Last week, Dennis Woodside, senior vice president of the Americas at Google, Mountain View, CA, talked about some of the ways that mobile phones are causing a cultural shift. “We believe that mobile will create the largest technology market ever,” he said. “This market will dwarf the PC and all the PC industry has done."
This was followed by Matt Murphy, a partner at
Kleiner Perkins Caufield Byers, who manages the iFund dedicated to App based companies like Shazam. He sees a tremendous opportunity in mobile advertising as well but acknowledges the first couple of years have been rough due to "lumpy" buys, but the efficacy of the mobile advertising is quite compelling and as eyeballs go to mobile so will the ad dollars.
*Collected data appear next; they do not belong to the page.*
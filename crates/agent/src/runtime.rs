//! Per-turn orchestration: load the session, route the message, dispatch
//! stage handlers, persist the result. One public entry point,
//! [`AgentRuntime::handle_message`].

use std::sync::Arc;

use chrono::{DateTime, Utc};
use serde::{Deserialize, Serialize};
use uuid::Uuid;

use tenderflow_core::audit::{AuditCategory, AuditContext, AuditEvent, AuditOutcome, AuditSink};
use tenderflow_core::config::AppConfig;
use tenderflow_core::domain::session::{ReportRef, SessionId, SessionState, WorkflowStage};
use tenderflow_core::errors::{ApplicationError, DomainError};
use tenderflow_core::rfp::pricing::PricingSettings;
use tenderflow_core::rfp::qualify::QualificationCriteria;
use tenderflow_core::rfp::{
    DeterministicMatcher, DeterministicPricing, MatchEngine, PricingEngine, QualifierEngine,
    RfpEngines, RuleBasedQualifier,
};
use tenderflow_core::workflow::{decide_with_audit, RouteDirective, StageKind};
use tenderflow_db::{CatalogStore, OpportunityStore, SessionStore};

use crate::llm::LlmClient;
use crate::stages;

const ACTOR: &str = "agent-runtime";

/// Routing is re-run after the technical and pricing stages so a selection
/// turn flows straight into compilation. The workflow has four stages, so a
/// turn that routes more often than this is stuck.
const MAX_ROUTE_HOPS: usize = 4;

pub type EngineSet =
    RfpEngines<Box<dyn QualifierEngine>, Box<dyn MatchEngine>, Box<dyn PricingEngine>>;

#[derive(Clone, Copy, Debug, PartialEq, Eq, Serialize, Deserialize)]
#[serde(rename_all = "snake_case")]
pub enum TurnStatus {
    Ok,
    Recovered,
}

/// Per-turn workflow summary echoed to the caller alongside the reply.
#[derive(Clone, Debug, PartialEq, Serialize, Deserialize)]
pub struct WorkflowSummary {
    pub stage: String,
    pub opportunities_found: usize,
    pub selected_opportunity: Option<String>,
    pub report: Option<ReportRef>,
    pub status: TurnStatus,
}

#[derive(Clone, Debug, PartialEq, Serialize, Deserialize)]
pub struct ChatOutcome {
    pub session_id: SessionId,
    pub reply: String,
    pub timestamp: DateTime<Utc>,
    pub correlation_id: String,
    pub workflow: WorkflowSummary,
}

#[derive(Clone, Debug)]
pub struct RuntimeOptions {
    pub criteria: QualificationCriteria,
    pub pricing: PricingSettings,
    pub assist_qualification: bool,
}

impl Default for RuntimeOptions {
    fn default() -> Self {
        Self {
            criteria: QualificationCriteria::default(),
            pricing: PricingSettings::default(),
            assist_qualification: false,
        }
    }
}

impl RuntimeOptions {
    pub fn from_config(config: &AppConfig) -> Self {
        Self {
            criteria: config.engine.criteria(),
            pricing: config.engine.pricing_settings(),
            assist_qualification: config.llm.assist_qualification,
        }
    }
}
Eyeballs plus efficacy is the formula that tells us why mobile advertising will be bigger than the Internet. As Mr. Woodside said in NYC, the market will be huge as mobile sales are predicted to eclipse PC sales this year and will certainly be the platform of choice in developing countries. So as the numbers grow, what really makes the market size exceedingly big is how effective the ads can become as they become personal. Recently Apple
announced its Campbell's iAD campaign had brand recall 5 times higher than TV and their intent to purchase was 4 times higher. Also while a TV spot lasted roughly 30 seconds, consumers spent just over a minute within the Campbell iAd. When you start to think about these kinds of brand recalls across a large number of eyeballs, you begin to realize why mobile advertising will be bigger than the Internet.